Why technicians should carefully consider their choice of implant abutment.
There is much to learn in implant dentistry, particularly when working with multiple systems and all their options for hardware components. The very best guarantee of trouble-free restoration is a thorough knowledge of the system and its requirements and protocols, and applying them to your work. Unfortunately there is a growing trend within our world for using third party CADCAM solutions or copy components, which are not in any way researched or independently tested.
Today as registrants of the GDC and the requirement for professional standards, many technicians and clinicians are completely discounting considerations such as patient interest and disclosure and instead are following the prices guide or the persuasive marketing hype when it comes to abutment selection.
While it may appear convenient or money saving to use third party component options, the integrity of fit and the load bearing potential has been shown, in several studies, to be lamentably poor. In a published study comparing three copycat systems against an original abutment, two of the copies fractured during the loading tests and all three copies fell very short indeed of a trouble-free expectation. Another study recommended that copy abutments should not be considered as they seem not to perform as the original abutment to original implant comparison. Initially, of course, all of the copies appeared to be very similar to the original and to the naked eye seemed good enough to use.

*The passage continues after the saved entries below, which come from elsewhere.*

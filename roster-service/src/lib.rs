pub mod api;
pub mod db;
pub mod error;
pub mod guards;
pub mod ledger;
pub mod models;
pub mod profiles;
pub mod queries;
pub mod schema;
pub mod seed;

pub use api::{create_router, AppState};
pub use db::{build_pool, run_migrations, DbPool};
pub use error::ServiceError;
pub use ledger::HardwareLedger;
pub use profiles::UserService;
pub use queries::RosterQueries;
use axum::{
    extract::{Path, Query, State},
    http::StatusCode,
    response::Json,
    routing::{get, post},
    Router,
};
use serde::{Deserialize, Serialize};
use shared::{
    DomainError, FrequencyBounds, Hardware, LedgerResponse, QuantityRequest, ScanRequest,
    ScanResponse, SkillFrequency, User, UserUpdate,
};
use tower_http::trace::TraceLayer;

use crate::db::DbPool;
use crate::error::ServiceError;
use crate::ledger::HardwareLedger;
use crate::profiles::UserService;
use crate::queries::RosterQueries;

#[derive(Clone)]
pub struct AppState {
    pub ledger: HardwareLedger,
    pub users: UserService,
    pub queries: RosterQueries,
}

impl AppState {
    pub fn new(pool: DbPool) -> Self {
        Self {
            ledger: HardwareLedger::new(pool.clone()),
            users: UserService::new(pool.clone()),
            queries: RosterQueries::new(pool),
        }
    }
}

#[derive(Debug, Serialize, Deserialize)]
pub struct ErrorResponse {
    pub error: String,
    pub code: String,
}

type ApiError = (StatusCode, Json<ErrorResponse>);
type ApiResult<T> = Result<Json<T>, ApiError>;

pub fn create_router(state: AppState) -> Router {
    Router::new()
        .route("/users", get(list_users))
        .route("/users/:id", get(get_user).patch(update_user))
        .route("/users/:id/scans", post(scan_user))
        .route("/skills", get(list_skills))
        .route("/hardware", get(list_hardware))
        .route("/hardware/:id", get(get_hardware))
        .route("/hardware/:id/checkout", post(check_out_hardware))
        .route("/hardware/:id/checkin", post(check_in_hardware))
        .route("/health", get(health_check))
        .with_state(state)
        .layer(TraceLayer::new_for_http())
        .layer(
            tower_http::cors::CorsLayer::new()
                .allow_origin(tower_http::cors::Any)
                .allow_methods(tower_http::cors::Any)
                .allow_headers(tower_http::cors::Any),
        )
}

pub fn error_response(error: ServiceError) -> ApiError {
    let status = match &error {
        ServiceError::Domain(DomainError::NotFound { .. }) => StatusCode::NOT_FOUND,
        ServiceError::Domain(DomainError::InsufficientStock { .. })
        | ServiceError::Domain(DomainError::InsufficientOwnership { .. })
        | ServiceError::LedgerConflict { .. } => StatusCode::CONFLICT,
        ServiceError::Domain(DomainError::Validation(_)) => StatusCode::BAD_REQUEST,
        ServiceError::Database(_) => StatusCode::INTERNAL_SERVER_ERROR,
        ServiceError::Pool(_) => StatusCode::SERVICE_UNAVAILABLE,
    };

    let message = if status.is_server_error() {
        tracing::error!("Request failed: {}", error);
        "internal error".to_string()
    } else {
        tracing::warn!("Request rejected: {}", error);
        error.to_string()
    };

    (
        status,
        Json(ErrorResponse {
            error: message,
            code: error.code().to_string(),
        }),
    )
}

pub async fn list_users(State(state): State<AppState>) -> Json<Vec<User>> {
    Json(state.queries.list_users().await)
}

pub async fn get_user(State(state): State<AppState>, Path(user_id): Path<i32>) -> ApiResult<User> {
    match state.queries.get_user(user_id).await {
        Ok(Some(user)) => Ok(Json(user)),
        Ok(None) => Err(error_response(DomainError::user_not_found(user_id).into())),
        Err(e) => Err(error_response(e)),
    }
}

pub async fn update_user(
    State(state): State<AppState>,
    Path(user_id): Path<i32>,
    Json(update): Json<UserUpdate>,
) -> ApiResult<User> {
    state
        .users
        .update_user(user_id, update)
        .await
        .map(Json)
        .map_err(error_response)
}

pub async fn scan_user(
    State(state): State<AppState>,
    Path(user_id): Path<i32>,
    Json(request): Json<ScanRequest>,
) -> ApiResult<ScanResponse> {
    let recorded = state
        .users
        .record_scan(user_id, &request.event)
        .await
        .map_err(error_response)?;

    Ok(Json(ScanResponse { recorded }))
}

pub async fn list_skills(
    State(state): State<AppState>,
    Query(bounds): Query<FrequencyBounds>,
) -> Json<Vec<SkillFrequency>> {
    Json(state.queries.list_skill_frequency(bounds).await)
}

pub async fn list_hardware(State(state): State<AppState>) -> Json<Vec<Hardware>> {
    Json(state.queries.list_hardware().await)
}

pub async fn get_hardware(
    State(state): State<AppState>,
    Path(hardware_id): Path<i32>,
) -> ApiResult<Hardware> {
    match state.queries.get_hardware(hardware_id).await {
        Ok(Some(item)) => Ok(Json(item)),
        Ok(None) => Err(error_response(DomainError::hardware_not_found(hardware_id).into())),
        Err(e) => Err(error_response(e)),
    }
}

pub async fn check_out_hardware(
    State(state): State<AppState>,
    Path(hardware_id): Path<i32>,
    Json(request): Json<QuantityRequest>,
) -> ApiResult<LedgerResponse> {
    let success = state
        .ledger
        .check_out(hardware_id, request.user_id, request.quantity)
        .await
        .map_err(error_response)?;

    Ok(Json(LedgerResponse { success }))
}

pub async fn check_in_hardware(
    State(state): State<AppState>,
    Path(hardware_id): Path<i32>,
    Json(request): Json<QuantityRequest>,
) -> ApiResult<LedgerResponse> {
    let success = state
        .ledger
        .check_in(hardware_id, request.user_id, request.quantity)
        .await
        .map_err(error_response)?;

    Ok(Json(LedgerResponse { success }))
}

pub async fn health_check() -> &'static str {
    "OK"
}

Figure 1 illustrates screw-loosening with interchangeable abutments in internally connected implants after cyclic loading.
The abutments were connected to the implants at 35 Ncm before loading. The original Straumann connection shows the highest removal torque* after cyclic loading reflecting the smallest effect of screw loosening. *Results for Straumann abutments on Straumann implants are statistically different from those with non-original parts.
Although different abutments are interchangeable with each other, they possess different chemical compositions and physical characteristics. The use of an abutment and implant manufactured by the same company is recommended to prevent the loosening of the abutment screw.
The trouble is that without scientific testing equipment the clinician or technician cannot possibly know the validity of the copy systems and as such should, in my opinion, not even think of using them. The main arguments are either cost savings or convenience, and despite the fact that any patient guarantee is immediately negated, many continue to ignore the patients’ interests.
 Seong Kyun Kim et. Al. Inter. J of Maxillofacial Implants 2012:27:42:47.
 Michel Gigande et.al.Clinical Implant Dentistry Relat. Res. E
 Kim et al. Int J Oral Maxillofac Implants 2012; 27:42–47.